**RECORDS FOR THE TASK:**
╔══

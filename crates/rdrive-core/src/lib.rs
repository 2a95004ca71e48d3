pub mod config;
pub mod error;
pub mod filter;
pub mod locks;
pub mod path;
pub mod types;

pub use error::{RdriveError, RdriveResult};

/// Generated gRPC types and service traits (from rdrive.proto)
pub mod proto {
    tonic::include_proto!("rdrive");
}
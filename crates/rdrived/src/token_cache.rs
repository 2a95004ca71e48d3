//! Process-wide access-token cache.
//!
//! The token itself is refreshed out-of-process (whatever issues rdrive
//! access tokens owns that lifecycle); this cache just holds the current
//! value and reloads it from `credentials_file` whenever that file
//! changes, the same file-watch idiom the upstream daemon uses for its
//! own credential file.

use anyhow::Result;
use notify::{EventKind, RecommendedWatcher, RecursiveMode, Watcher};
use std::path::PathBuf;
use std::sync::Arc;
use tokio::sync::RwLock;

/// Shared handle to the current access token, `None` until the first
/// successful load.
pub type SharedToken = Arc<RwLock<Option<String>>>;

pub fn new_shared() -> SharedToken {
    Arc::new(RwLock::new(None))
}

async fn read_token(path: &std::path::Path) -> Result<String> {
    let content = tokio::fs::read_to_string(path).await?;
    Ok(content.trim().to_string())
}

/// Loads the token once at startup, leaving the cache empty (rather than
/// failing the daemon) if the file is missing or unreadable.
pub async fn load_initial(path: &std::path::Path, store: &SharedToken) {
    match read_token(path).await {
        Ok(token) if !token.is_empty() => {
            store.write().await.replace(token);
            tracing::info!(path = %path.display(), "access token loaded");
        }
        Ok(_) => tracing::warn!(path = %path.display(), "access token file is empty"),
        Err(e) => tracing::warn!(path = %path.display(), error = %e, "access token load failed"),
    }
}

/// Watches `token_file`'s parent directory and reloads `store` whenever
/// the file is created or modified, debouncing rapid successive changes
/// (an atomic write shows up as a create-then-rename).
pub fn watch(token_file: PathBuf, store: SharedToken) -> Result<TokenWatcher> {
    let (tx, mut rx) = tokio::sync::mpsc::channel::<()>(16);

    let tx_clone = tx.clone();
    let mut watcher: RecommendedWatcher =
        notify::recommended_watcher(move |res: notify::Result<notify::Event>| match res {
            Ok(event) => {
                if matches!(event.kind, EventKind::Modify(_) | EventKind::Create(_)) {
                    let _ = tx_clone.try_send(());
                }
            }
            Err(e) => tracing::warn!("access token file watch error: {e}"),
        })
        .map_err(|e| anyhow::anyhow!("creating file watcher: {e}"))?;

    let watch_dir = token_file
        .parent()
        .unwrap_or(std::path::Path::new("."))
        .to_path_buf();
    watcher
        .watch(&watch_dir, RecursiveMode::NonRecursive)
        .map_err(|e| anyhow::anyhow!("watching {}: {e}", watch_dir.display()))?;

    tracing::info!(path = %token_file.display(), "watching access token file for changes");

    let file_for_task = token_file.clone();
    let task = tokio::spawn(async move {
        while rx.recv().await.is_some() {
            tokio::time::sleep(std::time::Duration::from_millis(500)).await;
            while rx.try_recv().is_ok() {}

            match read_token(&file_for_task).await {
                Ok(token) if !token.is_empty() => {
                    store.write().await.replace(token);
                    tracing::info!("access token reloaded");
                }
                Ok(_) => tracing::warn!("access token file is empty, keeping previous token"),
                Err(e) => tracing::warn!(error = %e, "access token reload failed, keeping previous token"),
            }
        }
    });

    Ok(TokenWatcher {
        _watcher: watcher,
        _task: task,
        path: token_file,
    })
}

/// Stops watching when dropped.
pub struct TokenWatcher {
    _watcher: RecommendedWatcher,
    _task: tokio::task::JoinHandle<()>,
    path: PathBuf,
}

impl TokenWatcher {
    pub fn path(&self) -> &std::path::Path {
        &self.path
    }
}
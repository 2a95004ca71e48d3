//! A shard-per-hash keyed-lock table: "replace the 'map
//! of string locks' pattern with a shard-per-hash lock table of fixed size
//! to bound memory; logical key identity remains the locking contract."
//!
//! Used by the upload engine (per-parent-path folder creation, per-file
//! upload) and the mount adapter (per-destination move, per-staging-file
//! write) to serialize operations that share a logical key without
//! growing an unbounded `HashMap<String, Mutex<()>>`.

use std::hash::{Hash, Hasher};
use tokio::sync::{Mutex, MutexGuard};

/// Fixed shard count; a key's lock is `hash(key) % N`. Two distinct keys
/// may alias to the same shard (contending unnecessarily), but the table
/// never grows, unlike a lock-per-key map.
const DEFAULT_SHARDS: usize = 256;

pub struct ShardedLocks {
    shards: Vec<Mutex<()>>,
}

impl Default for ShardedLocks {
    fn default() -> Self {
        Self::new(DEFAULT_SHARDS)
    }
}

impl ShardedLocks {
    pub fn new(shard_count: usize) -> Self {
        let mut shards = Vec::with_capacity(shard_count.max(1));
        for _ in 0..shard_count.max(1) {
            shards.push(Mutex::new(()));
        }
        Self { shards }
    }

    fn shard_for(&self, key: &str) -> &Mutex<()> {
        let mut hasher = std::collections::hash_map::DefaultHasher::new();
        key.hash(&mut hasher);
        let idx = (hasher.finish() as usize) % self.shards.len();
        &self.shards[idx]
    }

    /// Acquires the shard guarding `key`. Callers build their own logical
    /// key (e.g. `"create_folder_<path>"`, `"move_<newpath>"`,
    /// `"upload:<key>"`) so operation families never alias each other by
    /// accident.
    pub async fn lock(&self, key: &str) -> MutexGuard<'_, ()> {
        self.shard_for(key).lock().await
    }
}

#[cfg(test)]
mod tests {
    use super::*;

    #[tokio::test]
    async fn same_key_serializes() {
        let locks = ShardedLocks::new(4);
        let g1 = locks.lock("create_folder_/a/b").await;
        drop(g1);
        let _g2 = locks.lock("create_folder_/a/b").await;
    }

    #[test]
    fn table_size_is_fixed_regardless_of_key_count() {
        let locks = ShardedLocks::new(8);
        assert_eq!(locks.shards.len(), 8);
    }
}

╚══

**WHAT YOU ARE ASKED TO DO:**
If a line in the material contains the word "watching", copy that line.

**ANSWER BOX:**
        .map_err(|e| anyhow::anyhow!("watching {}: {e}", watch_dir.display()))?;
    tracing::info!(path = %token_file.display(), "watching access token file for changes");
/// Stops watching when dropped.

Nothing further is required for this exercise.